Source information
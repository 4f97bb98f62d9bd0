//! Secrets read from the environment.

use std::fmt;

use crate::KeysConfig;

/// Credentials that must never appear in config files or logs.
///
/// `Debug` only reports which secrets are present.
#[derive(Clone, Default)]
pub struct Secrets {
    /// Claude key pool, in `CLAUDE_API_KEY_<n>` order with gaps removed.
    pub claude_keys: Vec<String>,
    pub admin_password: Option<String>,
    pub elevenlabs_api_key: Option<String>,
    pub elevenlabs_api_key_2: Option<String>,
    pub elevenlabs_agent_id: Option<String>,
    pub elevenlabs_agent_id_2: Option<String>,
}

impl Secrets {
    /// Read secrets from the process environment.
    pub fn from_env(keys: &KeysConfig) -> Self {
        Self::from_lookup(keys, |name| std::env::var(name).ok())
    }

    /// Read secrets through an arbitrary lookup function.
    ///
    /// Empty values are treated as unset. Pool keys that do not start with
    /// `keys.required_prefix` are skipped.
    pub fn from_lookup<F>(keys: &KeysConfig, lookup: F) -> Self
    where
        F: Fn(&str) -> Option<String>,
    {
        let get = |name: &str| {
            lookup(name)
                .map(|v| v.trim().to_string())
                .filter(|v| !v.is_empty())
        };

        let claude_keys = (1..=keys.max_keys)
            .filter_map(|i| get(&format!("{}{i}", keys.env_prefix)))
            .filter(|k| k.starts_with(&keys.required_prefix))
            .collect();

        Self {
            claude_keys,
            admin_password: get("ADMIN_PASSWORD"),
            elevenlabs_api_key: get("ELEVENLABS_API_KEY"),
            elevenlabs_api_key_2: get("ELEVENLABS_API_KEY_2"),
            elevenlabs_agent_id: get("ELEVENLABS_AGENT_ID"),
            elevenlabs_agent_id_2: get("ELEVENLABS_AGENT_ID_2"),
        }
    }
}

impl fmt::Debug for Secrets {
    fn fmt(&self, f: &mut fmt::Formatter<'_>) -> fmt::Result {
        f.debug_struct("Secrets")
            .field("claude_keys", &self.claude_keys.len())
            .field("admin_password", &self.admin_password.is_some())
            .field("elevenlabs_api_key", &self.elevenlabs_api_key.is_some())
            .field("elevenlabs_api_key_2", &self.elevenlabs_api_key_2.is_some())
            .field("elevenlabs_agent_id", &self.elevenlabs_agent_id)
            .field("elevenlabs_agent_id_2", &self.elevenlabs_agent_id_2)
            .finish()
    }
}

#[cfg(test)]
mod tests {
    use std::collections::HashMap;

    use super::*;

    fn lookup(vars: &[(&str, &str)]) -> impl Fn(&str) -> Option<String> {
        let map: HashMap<String, String> = vars
            .iter()
            .map(|(k, v)| (k.to_string(), v.to_string()))
            .collect();
        move |name| map.get(name).cloned()
    }

    #[test]
    fn test_pool_keeps_order_and_skips_gaps() {
        let secrets = Secrets::from_lookup(
            &KeysConfig::default(),
            lookup(&[
                ("CLAUDE_API_KEY_3", "sk-ant-three"),
                ("CLAUDE_API_KEY_1", "sk-ant-one"),
                ("CLAUDE_API_KEY_2", ""),
            ]),
        );
        assert_eq!(secrets.claude_keys, vec!["sk-ant-one", "sk-ant-three"]);
    }

    #[test]
    fn test_pool_rejects_wrong_prefix_and_out_of_range() {
        let keys = KeysConfig {
            max_keys: 2,
            ..KeysConfig::default()
        };
        let secrets = Secrets::from_lookup(
            &keys,
            lookup(&[
                ("CLAUDE_API_KEY_1", "not-a-claude-key"),
                ("CLAUDE_API_KEY_2", "sk-ant-two"),
                ("CLAUDE_API_KEY_3", "sk-ant-three"),
            ]),
        );
        assert_eq!(secrets.claude_keys, vec!["sk-ant-two"]);
    }

    #[test]
    fn test_optional_secrets() {
        let secrets = Secrets::from_lookup(
            &KeysConfig::default(),
            lookup(&[("ADMIN_PASSWORD", " hunter2 "), ("ELEVENLABS_AGENT_ID", "agent-1")]),
        );
        assert_eq!(secrets.admin_password.as_deref(), Some("hunter2"));
        assert_eq!(secrets.elevenlabs_agent_id.as_deref(), Some("agent-1"));
        assert!(secrets.elevenlabs_api_key.is_none());
    }

    #[test]
    fn test_debug_hides_values() {
        let secrets = Secrets {
            claude_keys: vec!["sk-ant-secret".into()],
            admin_password: Some("hunter2".into()),
            ..Secrets::default()
        };
        let printed = format!("{secrets:?}");
        assert!(!printed.contains("sk-ant-secret"));
        assert!(!printed.contains("hunter2"));
    }
}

Task instructions
Retype the records above from the very first line down to the line with "#[derive(Clone, Default)]", keeping both of those lines. Include nothing beyond them.

Solution for this problem
repository 4f97bb98f62d9bd0
//! Secrets read from the environment.

use std::fmt;

use crate::KeysConfig;

/// Credentials that must never appear in config files or logs.
///
/// `Debug` only reports which secrets are present.
#[derive(Clone, Default)]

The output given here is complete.